▶ _YOUR INSTRUCTIONS_
Lines in the data below that contain the word "info" are to be copied.

[Stored data entries]

//! Main entry point for the Ticket Wheel draft runner
//!
//! Loads a round's exported results, weights every finisher with lottery
//! tickets and spins the wheel until the full draft order is known.

use anyhow::{anyhow, Result};
use clap::Parser;
use rand::rngs::StdRng;
use rand::{Rng, SeedableRng};
use std::path::PathBuf;
use std::sync::Arc;
use ticket_wheel::config::{validate_config, AppConfig, SpinConfig};
use ticket_wheel::draft::{DraftController, DraftSession, RenderSink, TracingRenderSink};
use ticket_wheel::rating::{RatingNormalizer, TicketWeigher};
use ticket_wheel::source::{load_draft_inputs, DraftInputs, MetrixExportSource};
use tracing::{error, info, warn};

/// Ticket Wheel - rating-weighted draft order from a round of scores
#[derive(Parser)]
#[command(
    name = "ticket-wheel",
    version,
    about = "Draw a draft order from a weighted wheel",
    long_about = "Ticket Wheel reads a round's results, derives a rating for each finisher \
                 from the course's rating anchors, converts the improvement over their prior \
                 rating into lottery tickets and spins a wheel until everyone has been drafted."
)]
struct Args {
    /// Competition results export
    #[arg(
        long,
        value_name = "FILE",
        help = "Path to the competition results JSON export"
    )]
    results: PathBuf,

    /// Course export with rating anchors
    #[arg(long, value_name = "FILE", help = "Path to the course JSON export")]
    course: Option<PathBuf>,

    /// Rating list export
    #[arg(long, value_name = "FILE", help = "Path to the rating list JSON export")]
    ratings: Option<PathBuf>,

    /// Configuration file path
    #[arg(
        short,
        long,
        value_name = "FILE",
        help = "Path to configuration file (TOML format)"
    )]
    config: Option<PathBuf>,

    /// Seed for reproducible draws
    #[arg(long, value_name = "SEED", help = "Seed the random source for a reproducible draft")]
    seed: Option<u64>,

    /// Log level override
    #[arg(
        short,
        long,
        value_name = "LEVEL",
        help = "Override log level (trace, debug, info, warn, error)"
    )]
    log_level: Option<String>,

    /// Enable debug mode
    #[arg(short, long, help = "Enable debug mode with verbose logging")]
    debug: bool,

    /// Skip the animation
    #[arg(long, help = "Land every spin immediately without a reveal pause")]
    instant: bool,

    /// Participants to leave off the wheel
    #[arg(long, value_name = "NAME", help = "Exclude a participant by name (repeatable)")]
    exclude: Vec<String>,

    /// Manual prior rating corrections
    #[arg(
        long,
        value_name = "NAME=VALUE",
        value_parser = parse_rating_override,
        help = "Set a participant's prior rating (repeatable)"
    )]
    rating: Vec<(String, f64)>,

    /// Dry run mode (print tickets and exit)
    #[arg(long, help = "Load and weigh participants, print tickets and exit without spinning")]
    dry_run: bool,
}

fn parse_rating_override(value: &str) -> Result<(String, f64), String> {
    let (name, rating) = value
        .rsplit_once('=')
        .ok_or_else(|| format!("expected NAME=VALUE, got '{}'", value))?;
    let rating = rating
        .trim()
        .parse::<f64>()
        .map_err(|_| format!("invalid rating '{}'", rating))?;
    Ok((name.trim().to_string(), rating))
}

/// Initialize structured logging with the configured level
fn init_logging(log_level: &str) -> Result<()> {
    let subscriber = tracing_subscriber::fmt()
        .with_env_filter(
            tracing_subscriber::EnvFilter::try_from_default_env()
                .unwrap_or_else(|_| log_level.into()),
        )
        .with_target(false)
        .with_line_number(true)
        .finish();

    tracing::subscriber::set_global_default(subscriber)
        .map_err(|e| anyhow!("Failed to initialize logging: {}", e))?;

    Ok(())
}

/// Load and merge configuration from environment and CLI arguments
fn load_config(args: &Args) -> Result<AppConfig> {
    let mut config = if let Some(config_path) = &args.config {
        AppConfig::from_file(config_path)?
    } else {
        AppConfig::from_env()?
    };

    // Apply CLI overrides
    if let Some(log_level) = &args.log_level {
        config.service.log_level = log_level.clone();
    }

    if args.debug {
        config.service.log_level = "debug".to_string();
    }

    if args.instant {
        config.spin = SpinConfig {
            base_turns: config.spin.base_turns,
            ..SpinConfig::instant()
        };
    }

    validate_config(&config)?;
    Ok(config)
}

/// Display startup banner with draft settings
fn display_startup_banner(config: &AppConfig, args: &Args) {
    info!("🎡 Ticket Wheel v{}", ticket_wheel::VERSION);
    info!("   Service: {}", config.service.name);
    info!("   Results: {}", args.results.display());
    info!(
        "   Tickets: baseline {}, range {}..={}, saturation {}",
        config.tickets.baseline,
        config.tickets.floor,
        config.tickets.ceiling,
        config.tickets.saturation
    );
    info!(
        "   Spin: {} turns over {}ms",
        config.spin.base_turns, config.spin.duration_ms
    );
    info!("━━━━━━━━━━━━━━━━━━━━━━━━━━━━━━━━━━━━━━━━━━━━━━━━━");
}

/// Apply rating corrections and exclusions before the first spin.
/// Names that match nobody are reported and skipped.
fn apply_overrides(
    session: &mut DraftSession,
    excluded: &[String],
    ratings: &[(String, f64)],
) -> Result<()> {
    for (name, rating) in ratings {
        let Some(id) = session.find_by_name(name).map(|p| p.id.clone()) else {
            warn!("No participant named '{}' to rate", name);
            continue;
        };
        session.set_baseline_rating(&id, Some(*rating))?;
    }

    for name in excluded {
        let Some(id) = session.find_by_name(name).map(|p| p.id.clone()) else {
            warn!("No participant named '{}' to exclude", name);
            continue;
        };
        session.set_active(&id, false)?;
    }

    Ok(())
}

/// Build a weighted session from loaded inputs, then apply CLI overrides
fn prepare_session<R: Rng + ?Sized>(
    inputs: DraftInputs,
    config: &AppConfig,
    args: &Args,
    rng: &mut R,
) -> Result<DraftSession> {
    let mut session = DraftSession::new(
        inputs.participants,
        RatingNormalizer::new(inputs.anchors),
        TicketWeigher::new(config.tickets.clone())?,
        config.spin.clone(),
    )?;
    session.assign_hues(rng)?;
    apply_overrides(&mut session, &args.exclude, &args.rating)?;
    Ok(session)
}

fn ticket_table(session: &DraftSession) -> Vec<String> {
    let anchors = match session.normalizer().anchors() {
        Some(a) if session.normalizer().has_valid_anchors() => format!(
            "{} at {}, {} at {}",
            a.rating_low, a.result_low, a.rating_high, a.result_high
        ),
        _ => "none (using prior ratings)".to_string(),
    };

    let mut lines = vec![
        format!("Rating anchors: {}", anchors),
        format!("Participants ({} on the wheel):", session.eligible_count()),
    ];
    for participant in session.pool() {
        let rating = participant
            .derived_rating
            .map(|r| format!("{:.0}", r))
            .unwrap_or_else(|| "-".to_string());
        let tickets = participant
            .weight
            .map(|t| t.to_string())
            .unwrap_or_else(|| "-".to_string());
        let marker = if participant.active { "" } else { " (excluded)" };
        lines.push(format!(
            "  {} - score {}, rating {}, tickets {}{}",
            participant.name, participant.raw_score, rating, tickets, marker
        ));
    }
    lines
}

fn draft_report(session: &DraftSession) -> Vec<String> {
    let mut lines = vec!["Draft order:".to_string()];
    lines.extend(session.winners().iter().map(|pick| {
        format!(
            "{}. {} (Tickets: {})",
            pick.pick_number, pick.participant.name, pick.tickets
        )
    }));

    let unplaced: Vec<&str> = session
        .unplaced()
        .iter()
        .map(|p| p.name.as_str())
        .collect();
    if !unplaced.is_empty() {
        lines.push(format!("Not drafted: {}", unplaced.join(", ")));
    }
    lines
}

/// Spin the wheel until nobody is left on it
async fn run_draft<R: Rng + Send>(
    session: DraftSession,
    sink: Arc<dyn RenderSink>,
    rng: R,
) -> Result<DraftSession> {
    let mut controller = DraftController::new(session, sink, rng);
    controller.run_to_completion().await?;

    let stats = controller.stats();
    info!(
        "✅ Draft finished: {} spins, {} frames, {} sink failures",
        stats.spins_completed, stats.frames_rendered, stats.sink_failures
    );
    Ok(controller.into_session())
}

async fn run(args: Args, config: AppConfig) -> Result<()> {
    let mut source = MetrixExportSource::new(&args.results);
    if let Some(course) = &args.course {
        source = source.with_course(course);
    }
    if let Some(ratings) = &args.ratings {
        source = source.with_ratings(ratings);
    }

    let inputs = load_draft_inputs(&source).await?;
    let mut rng = match args.seed {
        Some(seed) => StdRng::seed_from_u64(seed),
        None => StdRng::from_entropy(),
    };
    let session = prepare_session(inputs, &config, &args, &mut rng)?;

    if args.dry_run {
        ticket_table(&session).iter().for_each(|line| println!("{}", line));
        info!("Dry run completed - exiting without spinning");
        return Ok(());
    }

    let session = run_draft(session, Arc::new(TracingRenderSink), rng).await?;
    draft_report(&session).iter().for_each(|line| println!("{}", line));
    Ok(())
}

#[tokio::main]
async fn main() -> Result<()> {
    let args = Args::parse();

    let config = load_config(&args).unwrap_or_else(|e| {
        eprintln!("Configuration error: {}", e);
        std::process::exit(1);
    });

    if let Err(e) = init_logging(&config.service.log_level) {
        eprintln!("Failed to initialize logging: {}", e);
        std::process::exit(1);
    }

    display_startup_banner(&config, &args);

    if let Err(e) = run(args, config).await {
        error!("Draft failed: {}", e);
        std::process::exit(1);
    }

    Ok(())
}
//! Draft controller driving spins on an animation clock
//!
//! The controller owns a `DraftSession`, a random source and a rendering
//! sink. Each spin is rendered on a fixed frame tick as a pure function of
//! elapsed time and always runs to its full duration before the winner is
//! resolved. Session state changes only when a spin starts and completes.

use crate::draft::session::{DraftSession, SpinRequest};
use crate::draft::sink::RenderSink;
use crate::error::{DraftError, Result};
use crate::types::DraftPick;
use rand::Rng;
use std::sync::Arc;
use tokio::time::{interval, sleep, Instant, MissedTickBehavior};
use tracing::{debug, info, warn};

/// Statistics about controller operations
#[derive(Debug, Clone, Default, PartialEq, Eq)]
pub struct DraftStats {
    /// Total number of spins started
    pub spins_started: u64,
    /// Total number of spins that produced a winner
    pub spins_completed: u64,
    /// Total number of frames pushed to the sink
    pub frames_rendered: u64,
    /// Spins whose winner needed the last-segment clamp
    pub drift_recoveries: u64,
    /// Sink calls that returned an error
    pub sink_failures: u64,
}

/// Orchestrates repeated spins until the pool is exhausted
pub struct DraftController<R> {
    session: DraftSession,
    sink: Arc<dyn RenderSink>,
    rng: R,
    stats: DraftStats,
}

impl<R: Rng + Send> DraftController<R> {
    /// Create a controller for a session
    pub fn new(session: DraftSession, sink: Arc<dyn RenderSink>, rng: R) -> Self {
        Self {
            session,
            sink,
            rng,
            stats: DraftStats::default(),
        }
    }

    pub fn session(&self) -> &DraftSession {
        &self.session
    }

    /// Mutable access for manual overrides between spins
    pub fn session_mut(&mut self) -> &mut DraftSession {
        &mut self.session
    }

    pub fn stats(&self) -> &DraftStats {
        &self.stats
    }

    pub fn into_session(self) -> DraftSession {
        self.session
    }

    /// Run one spin to completion and return its winner
    pub async fn spin(&mut self) -> Result<DraftPick> {
        let trajectory = match self.session.request_spin(&mut self.rng)? {
            SpinRequest::Started(trajectory) => {
                self.stats.spins_started += 1;
                trajectory
            }
            SpinRequest::AlreadySpinning => self
                .session
                .in_flight()
                .cloned()
                .ok_or(DraftError::NotSpinning)?,
        };

        let spin_config = self.session.spin_config().clone();
        let started = Instant::now();
        let mut ticker = interval(spin_config.frame_interval());
        ticker.set_missed_tick_behavior(MissedTickBehavior::Skip);

        loop {
            ticker.tick().await;
            let elapsed = started.elapsed();
            let rotation = trajectory.rotation_at(elapsed);
            self.render_frame(rotation).await;

            if trajectory.is_complete(elapsed) {
                break;
            }
        }

        let pick = self.session.complete_spin()?;
        self.stats.spins_completed += 1;
        if pick.drift_recovered {
            self.stats.drift_recoveries += 1;
        }

        if let Err(e) = self.sink.announce_winner(&pick).await {
            warn!("Failed to announce winner '{}': {}", pick.participant.name, e);
            self.stats.sink_failures += 1;
        }

        if !spin_config.reveal_pause().is_zero() {
            sleep(spin_config.reveal_pause()).await;
        }

        if self.session.eligible_count() == 0 {
            if let Err(e) = self.sink.draft_complete(self.session.winners()).await {
                warn!("Failed to present final draft order: {}", e);
                self.stats.sink_failures += 1;
            }
        } else {
            self.render_frame(self.session.rotation()).await;
        }

        Ok(pick)
    }

    /// Spin until nobody is left on the wheel.
    ///
    /// Excluded or unweighted pool members are never drawn; they stay in the
    /// pool and are reported through `DraftSession::unplaced`.
    pub async fn run_to_completion(&mut self) -> Result<Vec<DraftPick>> {
        info!(
            "Running draft session {} with {} participants",
            self.session.id(),
            self.session.pool().len()
        );

        while self.session.eligible_count() > 0 {
            self.spin().await?;
        }

        let unplaced = self.session.unplaced();
        if !unplaced.is_empty() {
            let names: Vec<&str> = unplaced.iter().map(|p| p.name.as_str()).collect();
            warn!(
                "Draft stopped with {} participants off the wheel: {}",
                names.len(),
                names.join(", ")
            );
        }

        debug!("Draft finished with stats {:?}", self.stats);
        Ok(self.session.winners().to_vec())
    }

    async fn render_frame(&mut self, rotation: f64) {
        match self
            .sink
            .render_frame(self.session.segments(), rotation)
            .await
        {
            Ok(()) => self.stats.frames_rendered += 1,
            Err(e) => {
                debug!("Frame render failed: {}", e);
                self.stats.sink_failures += 1;
            }
        }
    }
}
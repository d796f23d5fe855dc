//! Ticket weighting configuration

use crate::error::{DraftError, Result};
use crate::types::Tickets;
use serde::{Deserialize, Serialize};

/// Shape of the piecewise-linear ticket schedule.
///
/// The ramp slopes are derived from the endpoints so the schedule stays
/// continuous at a zero differential and at both saturation points.
#[derive(Debug, Clone, PartialEq, Serialize, Deserialize)]
#[serde(default)]
pub struct TicketConfig {
    /// Tickets for a participant who rated exactly as expected
    pub baseline: Tickets,
    /// Tickets at or above `+saturation`
    pub ceiling: Tickets,
    /// Tickets at or below `-saturation`
    pub floor: Tickets,
    /// Rating differential at which the schedule saturates
    pub saturation: f64,
}

impl Default for TicketConfig {
    fn default() -> Self {
        Self {
            baseline: 50,
            ceiling: 100,
            floor: 25,
            saturation: 100.0,
        }
    }
}

impl TicketConfig {
    /// Tickets gained per rating point of overperformance
    pub fn reward_slope(&self) -> f64 {
        (f64::from(self.ceiling) - f64::from(self.baseline)) / self.saturation
    }

    /// Tickets lost per rating point of underperformance
    pub fn penalty_slope(&self) -> f64 {
        (f64::from(self.baseline) - f64::from(self.floor)) / self.saturation
    }

    /// Validate configuration values
    pub fn validate(&self) -> Result<()> {
        if self.floor == 0 {
            return Err(DraftError::ConfigurationError {
                message: "Ticket floor must be at least 1".to_string(),
            }
            .into());
        }

        if !(self.floor <= self.baseline && self.baseline <= self.ceiling) {
            return Err(DraftError::ConfigurationError {
                message: format!(
                    "Ticket schedule must satisfy floor <= baseline <= ceiling (got {} / {} / {})",
                    self.floor, self.baseline, self.ceiling
                ),
            }
            .into());
        }

        if !self.saturation.is_finite() || self.saturation <= 0.0 {
            return Err(DraftError::ConfigurationError {
                message: "Ticket saturation must be a positive number".to_string(),
            }
            .into());
        }

        Ok(())
    }
}
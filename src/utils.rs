//! Utility functions for the draft engine

use chrono::{DateTime, Utc};
use std::f64::consts::TAU;
use uuid::Uuid;

/// Generate a new unique draft session ID
pub fn generate_session_id() -> Uuid {
    Uuid::new_v4()
}

/// Get the current UTC timestamp
pub fn current_timestamp() -> DateTime<Utc> {
    Utc::now()
}

/// Map a rating from an external source to `Some` only when it is usable.
/// Zero is the "no rating on record" sentinel used by rating services.
pub fn known_rating(rating: f64) -> Option<f64> {
    if rating.is_finite() && rating != 0.0 {
        Some(rating)
    } else {
        None
    }
}

/// Normalize an angle into `[0, 2π)`
pub fn normalize_angle(angle: f64) -> f64 {
    let wrapped = angle.rem_euclid(TAU);
    // rem_euclid can round up to exactly TAU for tiny negative inputs
    if wrapped >= TAU {
        0.0
    } else {
        wrapped
    }
}

#[cfg(test)]
mod tests {
    use super::*;
    use std::f64::consts::PI;

    #[test]
    fn test_generate_unique_ids() {
        let id1 = generate_session_id();
        let id2 = generate_session_id();
        assert_ne!(id1, id2);
    }

    #[test]
    fn test_known_rating() {
        assert_eq!(known_rating(912.0), Some(912.0));
        assert_eq!(known_rating(0.0), None);
        assert_eq!(known_rating(f64::NAN), None);
        assert_eq!(known_rating(f64::INFINITY), None);
    }

    #[test]
    fn test_normalize_angle() {
        assert!((normalize_angle(-0.5 * PI) - 1.5 * PI).abs() < 1e-12);
        assert!((normalize_angle(5.0 * TAU + 1.0) - 1.0).abs() < 1e-9);
        assert_eq!(normalize_angle(TAU), 0.0);
        assert_eq!(normalize_angle(-1e-300), 0.0);
        assert_eq!(normalize_angle(0.0), 0.0);
    }
}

▶ _THE ANSWER_
use tracing::{error, info, warn};
        help = "Override log level (trace, debug, info, warn, error)"
    info!("🎡 Ticket Wheel v{}", ticket_wheel::VERSION);
    info!("   Service: {}", config.service.name);
    info!("   Results: {}", args.results.display());
    info!(
    info!(
    info!("━━━━━━━━━━━━━━━━━━━━━━━━━━━━━━━━━━━━━━━━━━━━━━━━━");
    info!(
        info!("Dry run completed - exiting without spinning");
use tracing::{debug, info, warn};
        info!(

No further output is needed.